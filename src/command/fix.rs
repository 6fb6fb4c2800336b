use crate::error::Result;
use crate::fs::discover_files;
use crate::ops::find_stragglers;
use crate::report::{self, RunReport};
use crate::rewrite::{PackageRules, fix_file};
use crate::validation::preflight_checks;
use clap::Args;
use std::path::PathBuf;

pub const DEFAULT_NAMESPACE: &str = "com.zeroscam";
pub const DEFAULT_OLD: &str = "core_domain";
pub const DEFAULT_NEW: &str = "coredomain";
pub const DEFAULT_EXTENSION: &str = "kt";

#[derive(Args, Debug, Clone)]
pub struct FixArgs {
    /// Directory to scan recursively (defaults to the current directory)
    #[arg(value_name = "ROOT", default_value = ".")]
    pub root: PathBuf,

    /// Package prefix in front of the misspelled segment
    #[arg(long, value_name = "NS", default_value = DEFAULT_NAMESPACE)]
    pub namespace: String,

    /// Misspelled segment to replace; files containing it are rewritten
    #[arg(long, value_name = "SEGMENT", default_value = DEFAULT_OLD)]
    pub old: String,

    /// Corrected spelling of the segment
    #[arg(long, value_name = "SEGMENT", default_value = DEFAULT_NEW)]
    pub new: String,

    /// Suffix of candidate files, without the dot
    #[arg(long, value_name = "EXT", default_value = DEFAULT_EXTENSION)]
    pub extension: String,
}

impl Default for FixArgs {
    fn default() -> Self {
        Self {
            root: PathBuf::from("."),
            namespace: DEFAULT_NAMESPACE.to_string(),
            old: DEFAULT_OLD.to_string(),
            new: DEFAULT_NEW.to_string(),
            extension: DEFAULT_EXTENSION.to_string(),
        }
    }
}

/// Discovers candidates, fixes them one by one, then re-reads every
/// candidate to list the ones still holding the old segment.
///
/// The first read or write failure aborts the run; files fixed before it
/// stay fixed.
pub fn execute(args: FixArgs) -> Result<RunReport> {
    preflight_checks(&args.namespace, &args.old, &args.new, &args.extension)?;

    let rules = PackageRules::new(&args.namespace, &args.old, &args.new)?;

    log::debug!(
        "Rewriting {ns}.{old} -> {ns}.{new} under {root}",
        ns = args.namespace,
        old = rules.marker(),
        new = rules.replacement(),
        root = args.root.display()
    );

    let files = discover_files(&args.root, &args.extension)?;
    let mut report = RunReport::new(files.len());
    report::print_discovered(report.discovered, &args.extension);

    for path in &files {
        if fix_file(path, &rules)? {
            report::print_fixed(path);
            report.record_fixed(path.clone());
        }
    }

    report::print_total(&report);

    report::print_verification_header();
    for path in find_stragglers(&files, rules.marker())? {
        report.record_straggler(path);
    }
    report::print_verification(&report, rules.marker());

    Ok(report)
}
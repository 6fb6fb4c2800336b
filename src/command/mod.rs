pub mod fix;
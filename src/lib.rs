#![doc = include_str!("../README.md")]

pub mod cli;
pub mod command;
pub mod error;
pub mod fs;
pub mod ops;
pub mod report;
pub mod rewrite;
pub mod validation;

pub use error::*;

pub const VERSION: &str = env!("CARGO_PKG_VERSION");

/// Runs one fix pass followed by the verification pass.
pub fn run(args: command::fix::FixArgs) -> Result<report::RunReport> {
    command::fix::execute(args)
}
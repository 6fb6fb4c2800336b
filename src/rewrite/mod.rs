//! Source rewriting rules.

pub mod kotlin;

pub use kotlin::{Declaration, PackageRules, fix_file};
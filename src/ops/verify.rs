use crate::error::{FixError, Result};
use std::fs;
use std::path::{Path, PathBuf};

/// Reports whether the file at `path` still contains `marker`.
pub fn contains_marker(path: &Path, marker: &str) -> Result<bool> {
    let content = fs::read_to_string(path).map_err(|source| FixError::Read {
        path: path.to_path_buf(),
        source,
    })?;

    Ok(content.contains(marker))
}

/// Read-only second pass: every candidate that still contains `marker`,
/// in candidate order.
pub fn find_stragglers(files: &[PathBuf], marker: &str) -> Result<Vec<PathBuf>> {
    let mut remaining = Vec::new();

    for path in files {
        if contains_marker(path, marker)? {
            log::debug!("Straggler: {}", path.display());
            remaining.push(path.clone());
        }
    }

    Ok(remaining)
}
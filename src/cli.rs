use crate::command::fix::FixArgs;
use clap::Parser;

#[derive(Parser)]
#[command(
    name = "kt-package-fix",
    version,
    about = "Rewrite a misspelled package segment in Kotlin package and import declarations"
)]
pub struct FixCli {
    #[command(flatten)]
    pub args: FixArgs,

    /// Print debug logs (RUST_LOG takes precedence)
    #[arg(long, short = 'v', global = true)]
    pub verbose: bool,
}
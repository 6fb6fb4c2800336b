//! Run summary and console rendering.
//!
//! [`RunReport`] is built up while the run progresses; the `print_*`
//! functions emit each section at the moment the run reaches it.

use colored::Colorize;
use std::path::{Path, PathBuf};

/// Maximum number of stragglers listed by name.
pub const STRAGGLER_DISPLAY_LIMIT: usize = 10;

/// Counts and leftovers of a single run.
#[derive(Debug, Clone, Default, PartialEq, Eq)]
pub struct RunReport {
    /// Number of candidate files discovered.
    pub discovered: usize,
    /// Files rewritten during the fix pass, in processing order.
    pub fixed: Vec<PathBuf>,
    /// Files still containing the marker after the fix pass.
    pub stragglers: Vec<PathBuf>,
}

impl RunReport {
    pub fn new(discovered: usize) -> Self {
        Self {
            discovered,
            ..Self::default()
        }
    }

    pub fn record_fixed(&mut self, path: PathBuf) {
        self.fixed.push(path);
    }

    pub fn record_straggler(&mut self, path: PathBuf) {
        self.stragglers.push(path);
    }

    pub fn fixed_count(&self) -> usize {
        self.fixed.len()
    }

    pub fn is_consistent(&self) -> bool {
        self.stragglers.is_empty()
    }

    /// Stragglers shown by name (at most [`STRAGGLER_DISPLAY_LIMIT`]).
    pub fn shown_stragglers(&self) -> &[PathBuf] {
        let end = self.stragglers.len().min(STRAGGLER_DISPLAY_LIMIT);
        &self.stragglers[..end]
    }

    /// Stragglers beyond the display cap, reported only as a count.
    pub fn hidden_stragglers(&self) -> usize {
        self.stragglers.len().saturating_sub(STRAGGLER_DISPLAY_LIMIT)
    }
}

pub fn print_discovered(count: usize, extension: &str) {
    println!(
        "{} Scanning {} .{} files",
        "🔍".bold(),
        count.to_string().bold(),
        extension
    );
}

pub fn print_fixed(path: &Path) {
    println!("{} Fixed: {}", "✅".green(), path.display());
}

pub fn print_total(report: &RunReport) {
    println!(
        "\n{} Total fixed: {} files",
        "🎯".bold(),
        report.fixed_count().to_string().green().bold()
    );
}

pub fn print_verification_header() {
    println!("\n{} Final verification...", "🔍".bold());
}

pub fn print_verification(report: &RunReport, marker: &str) {
    if report.is_consistent() {
        println!("{}", "✅ All files are consistent".green());
        return;
    }

    println!(
        "{} {}",
        "⚠️  Files still containing".yellow().bold(),
        format!("{}:", marker).yellow().bold()
    );
    for path in report.shown_stragglers() {
        println!("  - {}", path.display());
    }

    let hidden = report.hidden_stragglers();
    if hidden > 0 {
        println!("  ... and {} more", hidden);
    }
}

---

THE TASK: The whole listing needs copying. Write it out exactly.

RESPONSE TO THE EXERCISE:
filename src/command/fix.rs
repository 6fb6fb4c2800336b
use crate::error::Result;
use crate::fs::discover_files;
use crate::ops::find_stragglers;
use crate::report::{self, RunReport};
use crate::rewrite::{PackageRules, fix_file};
use crate::validation::preflight_checks;
use clap::Args;
use std::path::PathBuf;

pub const DEFAULT_NAMESPACE: &str = "com.zeroscam";
pub const DEFAULT_OLD: &str = "core_domain";
pub const DEFAULT_NEW: &str = "coredomain";
pub const DEFAULT_EXTENSION: &str = "kt";

#[derive(Args, Debug, Clone)]
pub struct FixArgs {
    /// Directory to scan recursively (defaults to the current directory)
    #[arg(value_name = "ROOT", default_value = ".")]
    pub root: PathBuf,

    /// Package prefix in front of the misspelled segment
    #[arg(long, value_name = "NS", default_value = DEFAULT_NAMESPACE)]
    pub namespace: String,

    /// Misspelled segment to replace; files containing it are rewritten
    #[arg(long, value_name = "SEGMENT", default_value = DEFAULT_OLD)]
    pub old: String,

    /// Corrected spelling of the segment
    #[arg(long, value_name = "SEGMENT", default_value = DEFAULT_NEW)]
    pub new: String,

    /// Suffix of candidate files, without the dot
    #[arg(long, value_name = "EXT", default_value = DEFAULT_EXTENSION)]
    pub extension: String,
}

impl Default for FixArgs {
    fn default() -> Self {
        Self {
            root: PathBuf::from("."),
            namespace: DEFAULT_NAMESPACE.to_string(),
            old: DEFAULT_OLD.to_string(),
            new: DEFAULT_NEW.to_string(),
            extension: DEFAULT_EXTENSION.to_string(),
        }
    }
}

/// Discovers candidates, fixes them one by one, then re-reads every
/// candidate to list the ones still holding the old segment.
///
/// The first read or write failure aborts the run; files fixed before it
/// stay fixed.
pub fn execute(args: FixArgs) -> Result<RunReport> {
    preflight_checks(&args.namespace, &args.old, &args.new, &args.extension)?;

    let rules = PackageRules::new(&args.namespace, &args.old, &args.new)?;

    log::debug!(
        "Rewriting {ns}.{old} -> {ns}.{new} under {root}",
        ns = args.namespace,
        old = rules.marker(),
        new = rules.replacement(),
        root = args.root.display()
    );

    let files = discover_files(&args.root, &args.extension)?;
    let mut report = RunReport::new(files.len());
    report::print_discovered(report.discovered, &args.extension);

    for path in &files {
        if fix_file(path, &rules)? {
            report::print_fixed(path);
            report.record_fixed(path.clone());
        }
    }

    report::print_total(&report);

    report::print_verification_header();
    for path in find_stragglers(&files, rules.marker())? {
        report.record_straggler(path);
    }
    report::print_verification(&report, rules.marker());

    Ok(report)
}
repository 6fb6fb4c2800336b
filename src/command/mod.rs
pub mod fix;
filename src/lib.rs
#![doc = include_str!("../README.md")]

pub mod cli;
pub mod command;
pub mod error;
pub mod fs;
pub mod ops;
pub mod report;
pub mod rewrite;
pub mod validation;

pub use error::*;

pub const VERSION: &str = env!("CARGO_PKG_VERSION");

/// Runs one fix pass followed by the verification pass.
pub fn run(args: command::fix::FixArgs) -> Result<report::RunReport> {
    command::fix::execute(args)
}
repository 6fb6fb4c2800336b
filename src/rewrite/mod.rs
//! Source rewriting rules.

pub mod kotlin;

pub use kotlin::{Declaration, PackageRules, fix_file};
filename src/ops/verify.rs
use crate::error::{FixError, Result};
use std::fs;
use std::path::{Path, PathBuf};

/// Reports whether the file at `path` still contains `marker`.
pub fn contains_marker(path: &Path, marker: &str) -> Result<bool> {
    let content = fs::read_to_string(path).map_err(|source| FixError::Read {
        path: path.to_path_buf(),
        source,
    })?;

    Ok(content.contains(marker))
}

/// Read-only second pass: every candidate that still contains `marker`,
/// in candidate order.
pub fn find_stragglers(files: &[PathBuf], marker: &str) -> Result<Vec<PathBuf>> {
    let mut remaining = Vec::new();

    for path in files {
        if contains_marker(path, marker)? {
            log::debug!("Straggler: {}", path.display());
            remaining.push(path.clone());
        }
    }

    Ok(remaining)
}
filename src/cli.rs
use crate::command::fix::FixArgs;
use clap::Parser;

#[derive(Parser)]
#[command(
    name = "kt-package-fix",
    version,
    about = "Rewrite a misspelled package segment in Kotlin package and import declarations"
)]
pub struct FixCli {
    #[command(flatten)]
    pub args: FixArgs,

    /// Print debug logs (RUST_LOG takes precedence)
    #[arg(long, short = 'v', global = true)]
    pub verbose: bool,
}
repository 6fb6fb4c2800336b
//! Run summary and console rendering.
//!
//! [`RunReport`] is built up while the run progresses; the `print_*`
//! functions emit each section at the moment the run reaches it.

use colored::Colorize;
use std::path::{Path, PathBuf};

/// Maximum number of stragglers listed by name.
pub const STRAGGLER_DISPLAY_LIMIT: usize = 10;

/// Counts and leftovers of a single run.
#[derive(Debug, Clone, Default, PartialEq, Eq)]
pub struct RunReport {
    /// Number of candidate files discovered.
    pub discovered: usize,
    /// Files rewritten during the fix pass, in processing order.
    pub fixed: Vec<PathBuf>,
    /// Files still containing the marker after the fix pass.
    pub stragglers: Vec<PathBuf>,
}

impl RunReport {
    pub fn new(discovered: usize) -> Self {
        Self {
            discovered,
            ..Self::default()
        }
    }

    pub fn record_fixed(&mut self, path: PathBuf) {
        self.fixed.push(path);
    }

    pub fn record_straggler(&mut self, path: PathBuf) {
        self.stragglers.push(path);
    }

    pub fn fixed_count(&self) -> usize {
        self.fixed.len()
    }

    pub fn is_consistent(&self) -> bool {
        self.stragglers.is_empty()
    }

    /// Stragglers shown by name (at most [`STRAGGLER_DISPLAY_LIMIT`]).
    pub fn shown_stragglers(&self) -> &[PathBuf] {
        let end = self.stragglers.len().min(STRAGGLER_DISPLAY_LIMIT);
        &self.stragglers[..end]
    }

    /// Stragglers beyond the display cap, reported only as a count.
    pub fn hidden_stragglers(&self) -> usize {
        self.stragglers.len().saturating_sub(STRAGGLER_DISPLAY_LIMIT)
    }
}

pub fn print_discovered(count: usize, extension: &str) {
    println!(
        "{} Scanning {} .{} files",
        "🔍".bold(),
        count.to_string().bold(),
        extension
    );
}

pub fn print_fixed(path: &Path) {
    println!("{} Fixed: {}", "✅".green(), path.display());
}

pub fn print_total(report: &RunReport) {
    println!(
        "\n{} Total fixed: {} files",
        "🎯".bold(),
        report.fixed_count().to_string().green().bold()
    );
}

pub fn print_verification_header() {
    println!("\n{} Final verification...", "🔍".bold());
}

pub fn print_verification(report: &RunReport, marker: &str) {
    if report.is_consistent() {
        println!("{}", "✅ All files are consistent".green());
        return;
    }

    println!(
        "{} {}",
        "⚠️  Files still containing".yellow().bold(),
        format!("{}:", marker).yellow().bold()
    );
    for path in report.shown_stragglers() {
        println!("  - {}", path.display());
    }

    let hidden = report.hidden_stragglers();
    if hidden > 0 {
        println!("  ... and {} more", hidden);
    }
}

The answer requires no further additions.